In military terms, Donald Trump’s long-awaited new Afghanistan strategy looks very much like the old one. But, on the diplomatic front, he took a risk in confronting unruly, nuclear-armed Pakistan.
Washington has long been frustrated by Pakistan’s provision of cross-border safe havens to some of the Taliban factions and armed Islamist groups fighting against US troops and their Afghan allies.
Trump’s predecessor Barack Obama risked triggering a breakdown in the long US alliance with Islamabad when, without forewarning, he sent commandos into Pakistan in 2011 to kill al-Qaeda leader Osama Bin Laden.
But, rhetorically at least, Trump’s much anticipated national address on Monday, in which he laid out a new strategy to win the United States’ longest war, marked a dramatic increase in pressure on Pakistan.
“We have been paying Pakistan billions and billions of dollars at the same time they are housing the very terrorists that we are fighting,” Trump said.
“That will have to change and that will change immediately.”
Following up on Trump’s speech on Tuesday, Secretary of State Rex Tillerson warned that Pakistan could lose its status as a major US ally and see its US military aid halted.

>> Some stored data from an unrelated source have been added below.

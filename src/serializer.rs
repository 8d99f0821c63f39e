use crate::ast::{ExpressionNode, Value};
use crate::error::SerializeError;
use crate::types::{ArgumentSpec, Category};

/// Writes a tree back out in canonical style notation.
///
/// Every slot is written, unset ones as their default, so the output never
/// depends on which defaults the reader assumes.
///
/// # Errors
/// Returns `MissingValue` for an unset slot without a default and
/// `UnknownEnumValue` for a value that does not belong to its slot's category.
pub fn serialize(node: &ExpressionNode) -> Result<String, SerializeError> {
    let mut out = String::new();
    write_node(node, &mut out)?;
    Ok(out)
}

fn write_node(node: &ExpressionNode, out: &mut String) -> Result<(), SerializeError> {
    let category = node.return_category();
    if category == Category::Builtin {
        out.push('&');
    }
    out.push_str(node.key());

    let mut rendered = Vec::with_capacity(node.args().len());
    for (index, slot) in node.args().iter().enumerate() {
        let Some(spec) = node.spec_for(index) else {
            break;
        };
        let value = match slot {
            Some(value) => value,
            None => spec
                .default
                .as_ref()
                .ok_or_else(|| SerializeError::MissingValue {
                    element: node.key().to_string(),
                    argument: spec.name.to_string(),
                })?,
        };
        rendered.push(render_argument(node.key(), spec, value)?);
    }

    if !rendered.is_empty() {
        out.push('<');
        out.push_str(&rendered.join(","));
        out.push('>');
    }
    if category == Category::Wrapper {
        out.push_str("()");
    }
    Ok(())
}

/// Renders one argument value in the spelling its slot expects.
pub(crate) fn render_argument(
    element: &str,
    spec: &ArgumentSpec,
    value: &Value,
) -> Result<String, SerializeError> {
    let category = spec.tag.category;
    let rendered = match (category, value) {
        (_, Value::Expression(inner)) if spec.tag.accepts_expression(inner.return_category()) => {
            Some(serialize(inner)?)
        }
        (Category::RawInt | Category::Int, Value::Int(n)) => Some(n.to_string()),
        (Category::Bool, Value::Int(n)) => Some(String::from(if *n != 0 { "true" } else { "false" })),
        (Category::Bits, Value::Int(n)) => Some(render_bits(*n)),
        (Category::Color, Value::Color(color)) => Some(color.name().to_string()),
        (Category::Effect, Value::Effect(effect)) => Some(effect.code()),
        (Category::LockupState, Value::LockupState(lockup)) => Some(lockup.name().to_string()),
        _ => None,
    };
    rendered.ok_or_else(|| SerializeError::UnknownEnumValue {
        element: element.to_string(),
        argument: spec.name.to_string(),
        category,
        found: value.describe(),
    })
}

/// `0b` and sixteen digits, least significant bit first.
fn render_bits(n: i32) -> String {
    let digits: String = (0..16)
        .map(|bit| if (n >> bit) & 1 == 1 { '1' } else { '0' })
        .collect();
    format!("0b{digits}")
}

While Washington may hope that this motivates Islamabad to crack down on the groups that launch attacks into Afghanistan and Indian-administered Kashmir, it does not come without risk.
Harsh US measures could provoke Pakistan and, if the government feels its Cold War-vintage pact with America is under threat, it could turn towards China – the great rival of both India and America.
And, much more than the implied threat to cut military aid to Pakistan, Trump’s request that India play a greater role in stabilising Afghanistan will rattle New Delhi’s most bitter and long-standing foe.